_Extracted records_
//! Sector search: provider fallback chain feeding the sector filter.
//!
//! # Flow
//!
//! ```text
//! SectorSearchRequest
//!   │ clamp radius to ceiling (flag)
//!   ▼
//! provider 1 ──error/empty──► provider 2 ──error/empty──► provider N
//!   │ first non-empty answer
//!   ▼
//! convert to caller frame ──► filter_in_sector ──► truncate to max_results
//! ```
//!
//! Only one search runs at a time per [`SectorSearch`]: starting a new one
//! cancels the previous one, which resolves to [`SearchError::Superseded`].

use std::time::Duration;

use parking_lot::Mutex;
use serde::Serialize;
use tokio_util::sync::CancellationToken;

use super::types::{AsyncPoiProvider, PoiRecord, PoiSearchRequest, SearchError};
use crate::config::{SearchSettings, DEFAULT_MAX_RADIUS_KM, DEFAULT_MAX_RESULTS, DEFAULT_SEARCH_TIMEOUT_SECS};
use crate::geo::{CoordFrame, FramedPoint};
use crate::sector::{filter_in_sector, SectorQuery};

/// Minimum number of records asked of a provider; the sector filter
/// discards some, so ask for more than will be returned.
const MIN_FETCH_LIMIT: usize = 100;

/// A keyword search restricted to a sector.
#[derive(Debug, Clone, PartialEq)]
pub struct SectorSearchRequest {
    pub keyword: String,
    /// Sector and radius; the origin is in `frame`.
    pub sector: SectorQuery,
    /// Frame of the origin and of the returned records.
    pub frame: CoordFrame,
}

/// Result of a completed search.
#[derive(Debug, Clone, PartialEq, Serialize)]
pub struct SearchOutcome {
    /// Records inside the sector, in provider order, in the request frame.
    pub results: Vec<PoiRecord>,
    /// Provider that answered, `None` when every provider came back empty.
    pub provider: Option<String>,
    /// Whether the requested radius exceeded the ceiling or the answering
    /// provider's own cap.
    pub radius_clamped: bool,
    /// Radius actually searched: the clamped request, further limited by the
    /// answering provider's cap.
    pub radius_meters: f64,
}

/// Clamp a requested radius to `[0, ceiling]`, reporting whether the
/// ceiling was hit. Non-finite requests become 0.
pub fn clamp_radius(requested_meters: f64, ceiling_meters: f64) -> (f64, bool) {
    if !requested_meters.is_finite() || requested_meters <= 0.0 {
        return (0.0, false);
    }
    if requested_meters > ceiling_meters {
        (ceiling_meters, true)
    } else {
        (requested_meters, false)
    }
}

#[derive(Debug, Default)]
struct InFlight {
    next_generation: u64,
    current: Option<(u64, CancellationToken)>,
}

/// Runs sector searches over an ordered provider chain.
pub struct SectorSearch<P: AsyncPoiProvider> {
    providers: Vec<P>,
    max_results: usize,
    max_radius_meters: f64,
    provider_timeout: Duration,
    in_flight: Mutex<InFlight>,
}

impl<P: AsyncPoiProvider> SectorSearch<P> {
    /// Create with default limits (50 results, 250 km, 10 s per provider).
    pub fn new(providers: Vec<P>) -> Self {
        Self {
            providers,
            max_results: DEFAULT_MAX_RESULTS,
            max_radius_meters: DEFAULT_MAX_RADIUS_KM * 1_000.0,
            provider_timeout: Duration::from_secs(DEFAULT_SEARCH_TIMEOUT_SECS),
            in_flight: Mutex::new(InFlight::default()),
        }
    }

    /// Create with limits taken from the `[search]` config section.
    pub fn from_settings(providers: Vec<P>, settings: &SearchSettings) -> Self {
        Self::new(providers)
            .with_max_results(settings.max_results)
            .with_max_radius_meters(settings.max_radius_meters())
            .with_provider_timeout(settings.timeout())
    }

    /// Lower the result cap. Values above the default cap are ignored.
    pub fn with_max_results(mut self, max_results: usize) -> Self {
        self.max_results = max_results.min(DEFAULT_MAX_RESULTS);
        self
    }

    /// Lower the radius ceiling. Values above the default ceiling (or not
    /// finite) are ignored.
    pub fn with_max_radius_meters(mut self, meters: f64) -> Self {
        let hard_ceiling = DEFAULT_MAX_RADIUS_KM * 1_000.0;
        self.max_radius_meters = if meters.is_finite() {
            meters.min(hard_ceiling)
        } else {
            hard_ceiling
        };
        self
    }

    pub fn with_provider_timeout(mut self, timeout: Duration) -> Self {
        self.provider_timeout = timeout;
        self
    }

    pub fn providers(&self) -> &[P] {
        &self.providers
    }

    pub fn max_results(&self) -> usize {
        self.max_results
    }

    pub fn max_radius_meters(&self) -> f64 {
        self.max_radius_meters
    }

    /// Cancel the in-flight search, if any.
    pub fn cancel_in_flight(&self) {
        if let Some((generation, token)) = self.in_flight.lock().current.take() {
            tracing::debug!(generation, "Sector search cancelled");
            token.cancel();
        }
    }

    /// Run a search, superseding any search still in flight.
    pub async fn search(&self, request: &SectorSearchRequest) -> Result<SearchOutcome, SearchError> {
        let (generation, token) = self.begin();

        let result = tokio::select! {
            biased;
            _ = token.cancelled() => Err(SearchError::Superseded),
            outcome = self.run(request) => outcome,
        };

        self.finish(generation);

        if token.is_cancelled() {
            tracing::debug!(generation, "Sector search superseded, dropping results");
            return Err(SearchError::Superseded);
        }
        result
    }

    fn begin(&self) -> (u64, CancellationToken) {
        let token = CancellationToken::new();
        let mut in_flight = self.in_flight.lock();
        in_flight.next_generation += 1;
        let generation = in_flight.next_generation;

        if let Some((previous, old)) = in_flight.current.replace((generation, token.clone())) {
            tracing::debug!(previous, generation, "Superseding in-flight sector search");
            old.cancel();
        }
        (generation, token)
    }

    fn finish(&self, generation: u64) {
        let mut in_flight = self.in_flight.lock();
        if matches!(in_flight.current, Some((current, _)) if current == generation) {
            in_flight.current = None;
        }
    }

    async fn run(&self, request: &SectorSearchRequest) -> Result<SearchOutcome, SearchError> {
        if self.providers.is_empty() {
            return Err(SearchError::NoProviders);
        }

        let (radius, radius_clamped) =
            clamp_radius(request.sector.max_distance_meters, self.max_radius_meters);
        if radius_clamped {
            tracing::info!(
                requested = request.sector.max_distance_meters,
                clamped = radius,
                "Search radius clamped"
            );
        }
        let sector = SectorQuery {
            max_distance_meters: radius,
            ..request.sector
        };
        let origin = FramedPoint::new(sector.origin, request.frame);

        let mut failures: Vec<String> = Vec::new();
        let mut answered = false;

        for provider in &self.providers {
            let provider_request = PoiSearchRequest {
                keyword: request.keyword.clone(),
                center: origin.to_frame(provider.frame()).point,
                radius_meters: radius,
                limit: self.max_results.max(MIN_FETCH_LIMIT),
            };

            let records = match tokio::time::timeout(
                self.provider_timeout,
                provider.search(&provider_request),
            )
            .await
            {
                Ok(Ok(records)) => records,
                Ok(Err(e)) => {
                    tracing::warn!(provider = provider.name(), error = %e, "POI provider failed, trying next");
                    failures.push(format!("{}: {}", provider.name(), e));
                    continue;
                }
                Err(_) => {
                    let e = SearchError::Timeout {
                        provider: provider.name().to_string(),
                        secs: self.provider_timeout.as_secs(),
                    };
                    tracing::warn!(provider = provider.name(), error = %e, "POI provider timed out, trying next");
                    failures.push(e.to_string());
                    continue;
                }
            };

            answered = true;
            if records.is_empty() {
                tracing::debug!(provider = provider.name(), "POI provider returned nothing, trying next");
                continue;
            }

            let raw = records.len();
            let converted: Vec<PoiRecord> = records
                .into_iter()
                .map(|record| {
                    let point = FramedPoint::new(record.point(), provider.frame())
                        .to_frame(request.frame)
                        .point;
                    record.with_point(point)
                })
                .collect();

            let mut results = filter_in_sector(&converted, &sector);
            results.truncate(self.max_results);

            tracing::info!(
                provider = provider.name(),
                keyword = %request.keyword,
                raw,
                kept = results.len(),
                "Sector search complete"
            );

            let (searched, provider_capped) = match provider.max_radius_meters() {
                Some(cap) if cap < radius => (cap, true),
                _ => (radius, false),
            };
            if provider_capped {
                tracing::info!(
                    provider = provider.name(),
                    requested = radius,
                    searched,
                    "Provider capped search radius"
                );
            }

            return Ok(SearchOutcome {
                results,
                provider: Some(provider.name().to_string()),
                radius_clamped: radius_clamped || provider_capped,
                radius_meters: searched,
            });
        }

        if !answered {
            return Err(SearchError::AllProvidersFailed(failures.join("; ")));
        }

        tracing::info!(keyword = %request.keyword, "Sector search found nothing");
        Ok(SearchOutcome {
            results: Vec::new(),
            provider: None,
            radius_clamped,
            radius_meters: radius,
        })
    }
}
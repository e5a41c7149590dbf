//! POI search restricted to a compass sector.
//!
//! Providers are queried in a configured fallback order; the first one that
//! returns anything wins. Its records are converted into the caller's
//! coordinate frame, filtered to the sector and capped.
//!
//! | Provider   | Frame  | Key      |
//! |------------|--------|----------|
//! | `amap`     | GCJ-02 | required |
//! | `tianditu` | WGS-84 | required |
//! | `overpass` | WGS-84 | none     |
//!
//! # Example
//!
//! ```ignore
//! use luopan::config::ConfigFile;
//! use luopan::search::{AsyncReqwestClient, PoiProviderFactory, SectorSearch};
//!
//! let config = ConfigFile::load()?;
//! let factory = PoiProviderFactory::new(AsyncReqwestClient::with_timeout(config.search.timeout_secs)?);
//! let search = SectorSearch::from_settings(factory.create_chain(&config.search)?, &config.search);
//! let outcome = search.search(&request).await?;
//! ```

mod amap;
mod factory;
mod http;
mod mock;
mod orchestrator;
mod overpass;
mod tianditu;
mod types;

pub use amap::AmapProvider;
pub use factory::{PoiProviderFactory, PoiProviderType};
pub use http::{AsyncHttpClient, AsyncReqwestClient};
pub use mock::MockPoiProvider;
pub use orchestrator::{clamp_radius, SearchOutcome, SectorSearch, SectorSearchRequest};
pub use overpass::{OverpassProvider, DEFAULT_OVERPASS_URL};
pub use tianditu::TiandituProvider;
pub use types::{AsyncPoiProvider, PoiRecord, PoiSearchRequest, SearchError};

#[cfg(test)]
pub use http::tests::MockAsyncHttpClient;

_EXERCISE_
Lines to set down from above: the line with "ceiling (or not", the line with "pub fn with_provider_timeout(mut", and every line between, each exactly as written.

_COMPLETED TASK_
    /// Lower the radius ceiling. Values above the default ceiling (or not
    /// finite) are ignored.
    pub fn with_max_radius_meters(mut self, meters: f64) -> Self {
        let hard_ceiling = DEFAULT_MAX_RADIUS_KM * 1_000.0;
        self.max_radius_meters = if meters.is_finite() {
            meters.min(hard_ceiling)
        } else {
            hard_ceiling
        };
        self
    }

    pub fn with_provider_timeout(mut self, timeout: Duration) -> Self {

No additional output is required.